Scientists already knew of the existence of a small magma chamber hiding beneath the volcanic system in the Yellowstone National Park. The chamber contains 10.000 cubic kilometers of magma. However the researchers were amazed to find out that beneath the small chamber there is a huge reservoir consisting of 46.000 cubic kilometers of magma.
Together the two reservoirs form the largest magma source in the world. The amount of magma contained in the reservoirs could fill the Grand Canyon 11 times over. If the volcano will ever erupt it will be a disaster which humans have never seen before. The violence of the eruption would be incredible and the quantity of lava ejected will be 1.000 times as much as the eruption of Mount St. Helens. Fan-Chi Lin of the University of Utah said that it is not something definite that this is the biggest magma reservoir on the Globe. However at present scientists have no knowledge about other reservoirs as big as this one.
The discovery does not imply that the risk of an eruption is higher. However it is important that scientists should find out more about this this could turn into a global-scape disaster.
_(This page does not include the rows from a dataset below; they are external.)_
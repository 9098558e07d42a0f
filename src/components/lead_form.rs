use log::info;
use wasm_bindgen_futures::spawn_local;
use web_sys::HtmlInputElement;
use yew::prelude::*;

use crate::components::popup::Popup;
use crate::config::FormConfig;
use crate::phone;
use crate::submission::{PageContext, ResultPopup, Sequencer, SubmissionView};
use crate::webhook::{GlooDelay, GlooWebhook};

const SEND_ICON: &str = "M2.01 21 23 12 2.01 3 2 10l15 2-15 2z";
const CHECK_ICON: &str = "M9 16.2 4.8 12l-1.4 1.4L9 19 21 7l-1.4-1.4z";
const INVALID_HINT: &str = "Informe um celular com DDD, por exemplo +55 (11) 98888-7777.";

#[derive(Properties, PartialEq)]
pub struct LeadFormProps {
    pub config: FormConfig,
}

/// The pieces of component state the sequencer drives.
#[derive(Clone)]
struct FormHandles {
    input_ref: NodeRef,
    submit_enabled: UseStateHandle<bool>,
    loading: UseStateHandle<bool>,
    sent: UseStateHandle<bool>,
    message: UseStateHandle<Option<String>>,
    phone_value: UseStateHandle<String>,
    popup: UseStateHandle<Option<ResultPopup>>,
}

impl SubmissionView for FormHandles {
    fn set_submit_enabled(&self, enabled: bool) {
        self.submit_enabled.set(enabled);
    }

    fn focus_input(&self) {
        if let Some(input) = self.input_ref.cast::<HtmlInputElement>() {
            let _ = input.focus();
        }
    }

    fn show_hint(&self) {
        self.message.set(Some(INVALID_HINT.to_string()));
    }

    fn current_text(&self) -> String {
        self.input_ref
            .cast::<HtmlInputElement>()
            .map(|input| input.value())
            .unwrap_or_else(|| (*self.phone_value).clone())
    }

    fn set_loading(&self, loading: bool) {
        self.loading.set(loading);
    }

    fn mark_sent(&self) {
        self.sent.set(true);
    }

    fn open_popup(&self, popup: ResultPopup) {
        self.popup.set(Some(popup));
    }
}

fn caret_to_end(input: &HtmlInputElement) {
    // The mask only produces ASCII, so byte length is the UTF-16 length.
    let end = input.value().len() as u32;
    let _ = input.set_selection_range(end, end);
}

#[function_component(LeadForm)]
pub fn lead_form(props: &LeadFormProps) -> Html {
    let input_ref = use_node_ref();
    let phone_value = use_state(|| phone::EMPTY_FIELD.to_string());
    let submit_enabled = use_state(|| false);
    let loading = use_state(|| false);
    let sent = use_state(|| false);
    let message = use_state(|| None::<String>);
    let popup = use_state(|| None::<ResultPopup>);

    let sequencer = use_memo(
        |config| Sequencer::new(config.clone(), GlooWebhook, GlooDelay),
        props.config.clone(),
    );

    let handles = FormHandles {
        input_ref: input_ref.clone(),
        submit_enabled: submit_enabled.clone(),
        loading: loading.clone(),
        sent: sent.clone(),
        message: message.clone(),
        phone_value: phone_value.clone(),
        popup: popup.clone(),
    };

    let oninput = {
        let phone_value = phone_value.clone();
        let submit_enabled = submit_enabled.clone();
        let message = message.clone();
        let sequencer = sequencer.clone();
        Callback::from(move |e: InputEvent| {
            let input: HtmlInputElement = e.target_unchecked_into();
            let field = phone::mask_field(&input.value());
            input.set_value(&field.value);
            caret_to_end(&input);
            submit_enabled.set(field.valid && !sequencer.is_locked());
            message.set(None);
            phone_value.set(field.value);
        })
    };

    let onfocus = {
        let phone_value = phone_value.clone();
        Callback::from(move |e: FocusEvent| {
            let input: HtmlInputElement = e.target_unchecked_into();
            if let Some(value) = phone::focus_field(&input.value()) {
                input.set_value(&value);
                phone_value.set(value);
            }
            caret_to_end(&input);
        })
    };

    // Keeps "+55" from being deleted.
    let onkeydown = {
        let phone_value = phone_value.clone();
        Callback::from(move |e: KeyboardEvent| {
            let input: HtmlInputElement = e.target_unchecked_into();
            let caret = input.selection_start().ok().flatten().unwrap_or(0);
            if let Some(value) = phone::guard_keydown(&e.key(), caret, &input.value()) {
                e.prevent_default();
                input.set_value(&value);
                caret_to_end(&input);
                phone_value.set(value);
            }
        })
    };

    let onsubmit = {
        let handles = handles.clone();
        let sequencer = sequencer.clone();
        Callback::from(move |e: SubmitEvent| {
            e.prevent_default();
            let raw = handles.current_text();
            let handles = handles.clone();
            let sequencer = sequencer.clone();
            spawn_local(async move {
                let state = sequencer
                    .submit(&handles, &raw, PageContext::current())
                    .await;
                info!("Lead form is now {:?}", state);
            });
        })
    };

    let on_close = {
        let popup = popup.clone();
        Callback::from(move |_: ()| popup.set(None))
    };

    let enabled = *submit_enabled;
    let icon = if *sent { CHECK_ICON } else { SEND_ICON };
    let label = if *sent {
        "Enviado com sucesso"
    } else {
        "Receber catálogo no WhatsApp"
    };

    html! {
        <>
            <form id="whatsapp-form" class="lead-form" onsubmit={onsubmit}>
                <label for="phone" class="phone-label">{"Seu WhatsApp"}</label>
                <input
                    ref={input_ref}
                    id="phone"
                    class="phone-input"
                    type="tel"
                    inputmode="tel"
                    autocomplete="tel"
                    value={(*phone_value).clone()}
                    oninput={oninput}
                    onfocus={onfocus}
                    onkeydown={onkeydown}
                />
                <button
                    id="submit-btn"
                    type="submit"
                    class={classes!("submit-btn", (*sent).then_some("btn-success"))}
                    disabled={!enabled}
                    aria-disabled={(!enabled).then_some("true")}
                >
                    <svg id="whatsapp-icon" class="btn-icon" viewBox="0 0 24 24" aria-hidden="true">
                        <path d={icon} />
                    </svg>
                    <span class="btn-text">{label}</span>
                </button>
                <p id="form-message" class="form-message error" hidden={message.is_none()}>
                    {(*message).clone().unwrap_or_default()}
                </p>
            </form>
            <div id="loading-overlay" class="loading-overlay" hidden={!*loading}>
                <span class="loading-spinner"></span>
            </div>
            <Popup popup={(*popup).clone()} on_close={on_close} />
        </>
    }
}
Studies from the past discovered the existence of the small magma chamber from the surface. Scientists assumed this shallow chamber is filled not only with magma, but also with hot crystals. However the chamber is too small to have caused the previous Yellowstone eruptions which ejected so much material.
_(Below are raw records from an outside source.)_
use std::collections::BTreeMap;
use url::Url;

// Campaign identifiers forwarded with every lead.
pub const TRACKING_KEYS: [&str; 7] = [
    "utm_source",
    "utm_medium",
    "utm_campaign",
    "utm_term",
    "utm_content",
    "gclid",
    "fbclid",
];

/// All query parameters of `page_url`. A repeated key keeps its last value.
pub fn query_params(page_url: &str) -> BTreeMap<String, String> {
    match Url::parse(page_url) {
        Ok(url) => url
            .query_pairs()
            .map(|(key, value)| (key.into_owned(), value.into_owned()))
            .collect(),
        Err(e) => {
            log::warn!("Could not parse page url {}: {}", page_url, e);
            BTreeMap::new()
        }
    }
}

pub fn extract_utms(params: &BTreeMap<String, String>) -> BTreeMap<String, String> {
    TRACKING_KEYS
        .iter()
        .filter_map(|key| {
            params
                .get(*key)
                .filter(|value| !value.is_empty())
                .map(|value| (key.to_string(), value.clone()))
        })
        .collect()
}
The discovery of the larger reservoir also explains why there are such high levels of carbon dioxide escaping from the region. 45 kilotonnes of carbon dioxide are discharged daily creating waves of tiny earthquakes. Lin said:
“If you combine the upper and lower crustal magma reservoirs, it better accounts for the amount of carbon dioxide coming out of the ground at Yellowstone.”
Emeritus professor Robert Smith described the volcano as a giant conduit, a pipe which starts down in the earth at 1.000 kilometers.
Geological processes do not have a particular schedule, they are chaotic systems. As the geological stresses shift and distant faults break, the tension builds unexpectedly. The same goes for Yellowstone. The volcano is unpredictable. Although there are no signs that the volcano will erupt any time soon, there is neither any evidence that the volcano is running out of steam.